-- Work instruction --
From the data, copy out every line in which the word "shared" appears.

-- Data --
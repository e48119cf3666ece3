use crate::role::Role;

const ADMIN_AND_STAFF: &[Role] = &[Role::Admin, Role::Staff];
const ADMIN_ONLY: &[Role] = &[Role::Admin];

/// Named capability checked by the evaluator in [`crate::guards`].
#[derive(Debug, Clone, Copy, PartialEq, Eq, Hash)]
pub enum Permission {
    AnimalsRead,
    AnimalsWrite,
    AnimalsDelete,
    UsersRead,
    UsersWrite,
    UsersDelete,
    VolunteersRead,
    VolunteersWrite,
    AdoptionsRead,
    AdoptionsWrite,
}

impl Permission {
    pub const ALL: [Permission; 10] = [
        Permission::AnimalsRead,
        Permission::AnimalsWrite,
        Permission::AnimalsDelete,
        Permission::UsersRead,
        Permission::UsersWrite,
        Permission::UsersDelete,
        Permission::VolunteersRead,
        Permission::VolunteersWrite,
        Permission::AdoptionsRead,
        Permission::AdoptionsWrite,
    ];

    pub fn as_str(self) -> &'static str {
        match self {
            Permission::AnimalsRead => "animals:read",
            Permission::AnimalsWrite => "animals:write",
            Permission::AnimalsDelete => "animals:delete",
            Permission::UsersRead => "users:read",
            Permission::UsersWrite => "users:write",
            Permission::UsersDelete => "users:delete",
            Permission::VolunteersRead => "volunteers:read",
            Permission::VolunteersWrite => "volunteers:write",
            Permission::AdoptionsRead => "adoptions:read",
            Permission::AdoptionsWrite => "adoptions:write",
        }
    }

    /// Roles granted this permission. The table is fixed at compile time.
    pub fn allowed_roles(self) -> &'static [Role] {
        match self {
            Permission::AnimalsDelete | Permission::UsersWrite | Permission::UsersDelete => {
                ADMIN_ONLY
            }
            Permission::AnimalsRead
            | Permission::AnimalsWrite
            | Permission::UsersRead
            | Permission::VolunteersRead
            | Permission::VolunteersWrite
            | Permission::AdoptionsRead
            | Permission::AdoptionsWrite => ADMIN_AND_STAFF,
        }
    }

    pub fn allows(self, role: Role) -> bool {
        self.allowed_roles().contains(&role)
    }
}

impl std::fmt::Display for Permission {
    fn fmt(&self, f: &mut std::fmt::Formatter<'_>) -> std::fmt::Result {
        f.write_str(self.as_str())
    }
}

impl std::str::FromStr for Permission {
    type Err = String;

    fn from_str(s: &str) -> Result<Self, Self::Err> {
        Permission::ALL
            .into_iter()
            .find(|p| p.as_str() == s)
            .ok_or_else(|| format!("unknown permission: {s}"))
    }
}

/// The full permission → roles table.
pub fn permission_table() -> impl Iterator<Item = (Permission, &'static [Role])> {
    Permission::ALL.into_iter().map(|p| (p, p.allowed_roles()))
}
...
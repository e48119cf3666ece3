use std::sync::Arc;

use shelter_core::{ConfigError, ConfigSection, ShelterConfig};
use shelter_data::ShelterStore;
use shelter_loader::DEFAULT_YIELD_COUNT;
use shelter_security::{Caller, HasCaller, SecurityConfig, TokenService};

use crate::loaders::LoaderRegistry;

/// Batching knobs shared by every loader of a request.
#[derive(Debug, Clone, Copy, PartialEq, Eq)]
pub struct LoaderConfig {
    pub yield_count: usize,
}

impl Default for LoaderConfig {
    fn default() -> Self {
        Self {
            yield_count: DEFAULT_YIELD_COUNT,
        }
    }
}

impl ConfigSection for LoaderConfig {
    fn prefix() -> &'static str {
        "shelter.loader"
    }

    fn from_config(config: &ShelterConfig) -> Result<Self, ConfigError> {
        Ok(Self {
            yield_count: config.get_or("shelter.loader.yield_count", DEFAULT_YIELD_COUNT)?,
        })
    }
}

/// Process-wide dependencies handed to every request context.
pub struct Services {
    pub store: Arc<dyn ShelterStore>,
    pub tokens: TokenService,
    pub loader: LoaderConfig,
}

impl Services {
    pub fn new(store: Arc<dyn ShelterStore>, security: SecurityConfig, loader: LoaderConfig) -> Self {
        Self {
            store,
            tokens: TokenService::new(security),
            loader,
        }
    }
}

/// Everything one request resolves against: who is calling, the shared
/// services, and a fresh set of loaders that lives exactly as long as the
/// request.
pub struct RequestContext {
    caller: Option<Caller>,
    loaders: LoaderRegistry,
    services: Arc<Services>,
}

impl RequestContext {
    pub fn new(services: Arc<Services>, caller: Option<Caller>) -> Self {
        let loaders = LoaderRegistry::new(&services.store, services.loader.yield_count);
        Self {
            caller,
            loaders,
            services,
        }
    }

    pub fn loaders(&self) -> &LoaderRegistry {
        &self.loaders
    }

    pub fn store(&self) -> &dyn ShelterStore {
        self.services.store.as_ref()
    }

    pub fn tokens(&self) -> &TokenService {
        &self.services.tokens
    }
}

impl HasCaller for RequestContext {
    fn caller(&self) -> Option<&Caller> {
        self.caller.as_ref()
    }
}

-- Result below --
/// Batching knobs shared by every loader of a request.
/// Everything one request resolves against: who is calling, the shared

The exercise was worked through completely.